After reviewing this question as well as this one, I am left with some confusion, mainly about the nature of complex and real representations of the Lorentz group and how we do physics. I understand that representations are 'borrowed' from the complexification, and so naturally we consider how the Lorentz group acts over complex vector spaces.
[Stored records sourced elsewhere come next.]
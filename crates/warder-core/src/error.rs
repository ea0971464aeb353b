//! Error taxonomy for the scan-dispatch engine (spec §7).
//!
//! Only [`WorkerError::RequestTimeout`] and [`WorkerError::DistributionTimeout`]
//! are allowed to propagate out of the distributor; every other kind is
//! recovered locally (logged, the offending scanner/file skipped) by the
//! caller that encounters it.

#[derive(Debug, thiserror::Error)]
pub enum WorkerError {
    /// The request's wall-clock budget (`expire_at`) expired. The request is
    /// abandoned silently — no `FIN` is emitted; the front-end notices via
    /// its own timeout on the event key.
    #[error("request {root_id} timed out")]
    RequestTimeout { root_id: String },

    /// A single file node's distribution budget (`limits.distribution`)
    /// expired. This node's event may be missing; already-collected children
    /// still recurse under the still-live request timer.
    #[error("distribution of file {uid} (depth {depth}) timed out")]
    DistributionTimeout { uid: String, depth: u32 },

    /// A scanner name in config could not be resolved in the registry.
    /// Soft failure: the scanner is skipped, the request continues.
    #[error("scanner {name} is not registered")]
    MissingScanner { name: String },

    /// A scanner ran but returned an error (or panicked). Soft failure: the
    /// scanner is skipped, other scanners and children continue.
    #[error("scanner {name} faulted: {source}")]
    ScannerFault {
        name: String,
        #[source]
        source: anyhow::Error,
    },

    /// The coordinator could not be reached at runtime (after startup).
    /// The current request is abandoned; the worker continues.
    #[error("coordinator fault: {0}")]
    CoordinatorFault(#[from] warder_coordinator::CoordinatorError),
}
//! Integration tests for warder-config: the full load-from-disk pipeline
//! against a realistic `backend.yaml`, as an operator would actually write
//! one (spec §6 "Config document").

use warder_config::{Config, ConfigError};

fn write_config(dir: &tempfile::TempDir, contents: &str) -> std::path::PathBuf {
    let path = dir.path().join("backend.yaml");
    std::fs::write(&path, contents).unwrap();
    path
}

#[test]
fn loads_a_realistic_backend_config() {
    let dir = tempfile::tempdir().unwrap();
    let path = write_config(
        &dir,
        r#"
coordinator:
  addr: "redis://coordinator.internal:6379"
  db: 2
logging_cfg: "/etc/warder/logging.filter"
limits:
  max_files: 500
  time_to_live: 1800
  max_depth: 8
  distribution: 45
tasting:
  yara_rules: "/etc/warder/rules"
scanners:
  ScanZip:
    - positive:
        flavors: ["application/zip"]
      priority: 5
    - negative:
        filename: "\\.enc$"
      priority: 1
  ScanHash:
    - positive:
        flavors: ["*"]
      priority: 1
"#,
    );

    let config = Config::load_from(&path).expect("valid config should load");

    assert_eq!(config.coordinator.addr, "redis://coordinator.internal:6379");
    assert_eq!(config.coordinator.db, 2);
    assert_eq!(config.limits.max_files, 500);
    assert_eq!(config.limits.time_to_live, 1800);
    assert_eq!(config.limits.max_depth, 8);
    assert_eq!(config.limits.distribution, 45);
    assert_eq!(
        config.tasting.yara_rules,
        Some(std::path::PathBuf::from("/etc/warder/rules"))
    );

    let zip_rules = config.scanners.get("ScanZip").expect("ScanZip configured");
    assert_eq!(zip_rules.len(), 2);
    assert_eq!(zip_rules[0].priority, 5);
    assert!(zip_rules[1].negative.is_some());

    let hash_rules = config.scanners.get("ScanHash").expect("ScanHash configured");
    assert_eq!(hash_rules[0].positive.as_ref().unwrap().flavors, vec!["*"]);
}

#[test]
fn absent_sections_fall_back_to_documented_defaults() {
    let dir = tempfile::tempdir().unwrap();
    let path = write_config(
        &dir,
        r#"
coordinator:
  addr: "redis://127.0.0.1:6379"
  db: 0
"#,
    );

    let config = Config::load_from(&path).unwrap();

    assert_eq!(config.limits.max_files, 1000);
    assert_eq!(config.limits.time_to_live, 3600);
    assert_eq!(config.limits.max_depth, 5);
    assert_eq!(config.limits.distribution, 600);
    assert!(config.scanners.is_empty());
    assert!(config.tasting.yara_rules.is_none());
}

#[test]
fn nonexistent_config_path_is_an_io_error_not_a_panic() {
    let err = Config::load_from(std::path::Path::new("/does/not/exist/backend.yaml"))
        .expect_err("missing file must error");
    assert!(matches!(err, ConfigError::Io { .. }));
}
But then whenever possible we seem, via the following prescription, to descend to the real form of the group/algebra:
$$v = v_1+iv_2 \quad| \quad v_i\in\mathbb{R}^n$$ $$g\in SO(1,3;\mathbb{R})$$ $$\rho_\mathbb{C}(g)\cdot v = \rho_\mathbb{R}(g)\cdot v_1+i \rho_\mathbb{R}(g)\cdot v_2$$
My question is why everywhere in physics we choose to 'drop down' and work over real vector spaces except the spinor rep $(\frac{1}{2},0)\oplus(0,\frac{1}{2})$, when a real spinor rep does exist in the Majorana rep. Is this just convenience? Are there consequences if one chooses to work in a complex representation for, say, field strength tensors $(1,0)\oplus(0,1)$ (perhaps potentially unphysical/chiral field strength configurations)? Or is everything fine no matter what vector space we choose to work in?